[INFORMATION SUPPLIED Boundary: Start]

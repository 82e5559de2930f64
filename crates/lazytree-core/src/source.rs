use std::cmp::Ordering;

use crate::edge::EdgeState;
use crate::edge::PageUpdate;

/// Reserved key for the implicit root pseudo-parent. Must never collide
/// with a real branch key.
pub const ROOT_KEY: &str = "__root__";

/// One page of fetched children plus the pagination bookkeeping the source
/// wants recorded on the edge. Returning the bookkeeping (instead of
/// mutating shared state) keeps the edge exclusively owned by the tree.
#[derive(Clone, Debug)]
pub struct FetchPage<T> {
    pub items: Vec<T>,
    pub page: PageUpdate,
}

impl<T> FetchPage<T> {
    pub fn new(items: Vec<T>) -> Self {
        Self {
            items,
            page: PageUpdate::none(),
        }
    }

    pub fn with_page(items: Vec<T>, page: PageUpdate) -> Self {
        Self { items, page }
    }

    pub fn empty() -> Self {
        Self::new(Vec::new())
    }
}

/// Destination of an update mutation: keep the record under its current
/// parent, move it to the root, or move it under another branch.
#[derive(Clone, Copy, Debug)]
pub enum Reparent<'a, B> {
    Keep,
    Root,
    Under(&'a B),
}

/// The tree's only boundary: key resolution, paged child accessors, and
/// optional ordering/filtering/merging hooks, all supplied by the host.
///
/// Accessors receive a by-value snapshot of the edge's pagination state
/// and return the page they fetched. They run on whatever executor the
/// host drives the tree with; the engine itself spawns nothing.
#[allow(async_fn_in_trait)]
pub trait TreeSource {
    type Branch: Clone;
    type Leaf: Clone;
    type Error;

    /// Stable key, unique across all branches of the tree.
    fn branch_key(&self, branch: &Self::Branch) -> String;

    /// Stable key, unique across all leaves of the tree.
    fn leaf_key(&self, leaf: &Self::Leaf) -> String;

    async fn fetch_branches(
        &self,
        parent: Option<&Self::Branch>,
        edge: EdgeState,
    ) -> Result<FetchPage<Self::Branch>, Self::Error>;

    async fn fetch_leaves(
        &self,
        parent: Option<&Self::Branch>,
        edge: EdgeState,
    ) -> Result<FetchPage<Self::Leaf>, Self::Error>;

    /// Sibling ordering. The default keeps insertion order (stable sort
    /// with an always-equal comparator is the identity).
    fn branch_order(&self, _a: &Self::Branch, _b: &Self::Branch) -> Ordering {
        Ordering::Equal
    }

    fn leaf_order(&self, _a: &Self::Leaf, _b: &Self::Leaf) -> Ordering {
        Ordering::Equal
    }

    /// View-only filter applied during flattening; storage is untouched.
    fn retain_branch(&self, _branch: &Self::Branch) -> bool {
        true
    }

    fn retain_leaf(&self, _leaf: &Self::Leaf) -> bool {
        true
    }

    /// Combine a stored record with a partial update. The default replaces
    /// the record wholesale; sources whose updates carry partial fields
    /// override this to preserve the rest.
    fn merge_branch(&self, _existing: &Self::Branch, update: Self::Branch) -> Self::Branch {
        update
    }

    fn merge_leaf(&self, _existing: &Self::Leaf, update: Self::Leaf) -> Self::Leaf {
        update
    }
}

[INFORMATION SUPPLIED Boundary: End]

TRY IT:
Output the lines above between the one holding "type Error;" and the one holding "storage is untouched.", inclusive, with nothing before or after them.

FINISHED TASK:
    type Error;

    /// Stable key, unique across all branches of the tree.
    fn branch_key(&self, branch: &Self::Branch) -> String;

    /// Stable key, unique across all leaves of the tree.
    fn leaf_key(&self, leaf: &Self::Leaf) -> String;

    async fn fetch_branches(
        &self,
        parent: Option<&Self::Branch>,
        edge: EdgeState,
    ) -> Result<FetchPage<Self::Branch>, Self::Error>;

    async fn fetch_leaves(
        &self,
        parent: Option<&Self::Branch>,
        edge: EdgeState,
    ) -> Result<FetchPage<Self::Leaf>, Self::Error>;

    /// Sibling ordering. The default keeps insertion order (stable sort
    /// with an always-equal comparator is the identity).
    fn branch_order(&self, _a: &Self::Branch, _b: &Self::Branch) -> Ordering {
        Ordering::Equal
    }

    fn leaf_order(&self, _a: &Self::Leaf, _b: &Self::Leaf) -> Ordering {
        Ordering::Equal
    }

    /// View-only filter applied during flattening; storage is untouched.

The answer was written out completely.